:: WORK REQUEST ::
Word for word, restate the lines of the material below from its first line through the one containing "in name order.". Omit the rest.

:: INFORMATION SUPPLIED ::

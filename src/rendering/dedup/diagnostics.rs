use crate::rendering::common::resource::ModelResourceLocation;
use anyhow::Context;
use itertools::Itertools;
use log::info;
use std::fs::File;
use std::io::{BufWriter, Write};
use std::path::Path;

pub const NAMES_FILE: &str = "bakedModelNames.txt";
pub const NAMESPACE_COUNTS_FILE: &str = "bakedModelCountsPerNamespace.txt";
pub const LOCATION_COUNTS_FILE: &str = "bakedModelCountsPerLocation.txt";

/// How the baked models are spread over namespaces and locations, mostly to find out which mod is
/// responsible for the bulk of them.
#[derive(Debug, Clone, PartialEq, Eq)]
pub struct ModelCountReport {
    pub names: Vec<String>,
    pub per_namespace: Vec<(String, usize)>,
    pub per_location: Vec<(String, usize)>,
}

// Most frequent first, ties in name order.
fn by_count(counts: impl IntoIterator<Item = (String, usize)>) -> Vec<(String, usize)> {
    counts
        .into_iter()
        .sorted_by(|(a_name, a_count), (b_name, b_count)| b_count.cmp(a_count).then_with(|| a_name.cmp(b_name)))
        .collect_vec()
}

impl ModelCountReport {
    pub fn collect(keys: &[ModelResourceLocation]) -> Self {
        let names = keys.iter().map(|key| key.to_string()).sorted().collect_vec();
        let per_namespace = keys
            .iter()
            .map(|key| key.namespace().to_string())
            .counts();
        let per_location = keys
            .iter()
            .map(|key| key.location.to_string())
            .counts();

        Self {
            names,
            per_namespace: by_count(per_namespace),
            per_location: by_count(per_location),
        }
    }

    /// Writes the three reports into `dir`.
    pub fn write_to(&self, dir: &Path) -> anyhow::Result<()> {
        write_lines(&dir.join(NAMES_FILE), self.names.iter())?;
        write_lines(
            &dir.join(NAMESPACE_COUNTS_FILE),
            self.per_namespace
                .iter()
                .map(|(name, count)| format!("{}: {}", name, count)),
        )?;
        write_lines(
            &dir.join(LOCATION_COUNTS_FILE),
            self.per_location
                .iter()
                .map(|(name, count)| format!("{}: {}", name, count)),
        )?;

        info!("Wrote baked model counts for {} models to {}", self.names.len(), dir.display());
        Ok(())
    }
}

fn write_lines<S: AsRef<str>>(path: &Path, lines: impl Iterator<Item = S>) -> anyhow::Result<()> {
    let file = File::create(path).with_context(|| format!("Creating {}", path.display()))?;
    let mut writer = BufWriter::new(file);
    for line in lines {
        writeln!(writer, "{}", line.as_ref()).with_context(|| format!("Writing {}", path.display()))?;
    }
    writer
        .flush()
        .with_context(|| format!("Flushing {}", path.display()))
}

:: WRITTEN RESPONSE ::
filename src/rendering/dedup/diagnostics.rs
use crate::rendering::common::resource::ModelResourceLocation;
use anyhow::Context;
use itertools::Itertools;
use log::info;
use std::fs::File;
use std::io::{BufWriter, Write};
use std::path::Path;

pub const NAMES_FILE: &str = "bakedModelNames.txt";
pub const NAMESPACE_COUNTS_FILE: &str = "bakedModelCountsPerNamespace.txt";
pub const LOCATION_COUNTS_FILE: &str = "bakedModelCountsPerLocation.txt";

/// How the baked models are spread over namespaces and locations, mostly to find out which mod is
/// responsible for the bulk of them.
#[derive(Debug, Clone, PartialEq, Eq)]
pub struct ModelCountReport {
    pub names: Vec<String>,
    pub per_namespace: Vec<(String, usize)>,
    pub per_location: Vec<(String, usize)>,
}

// Most frequent first, ties in name order.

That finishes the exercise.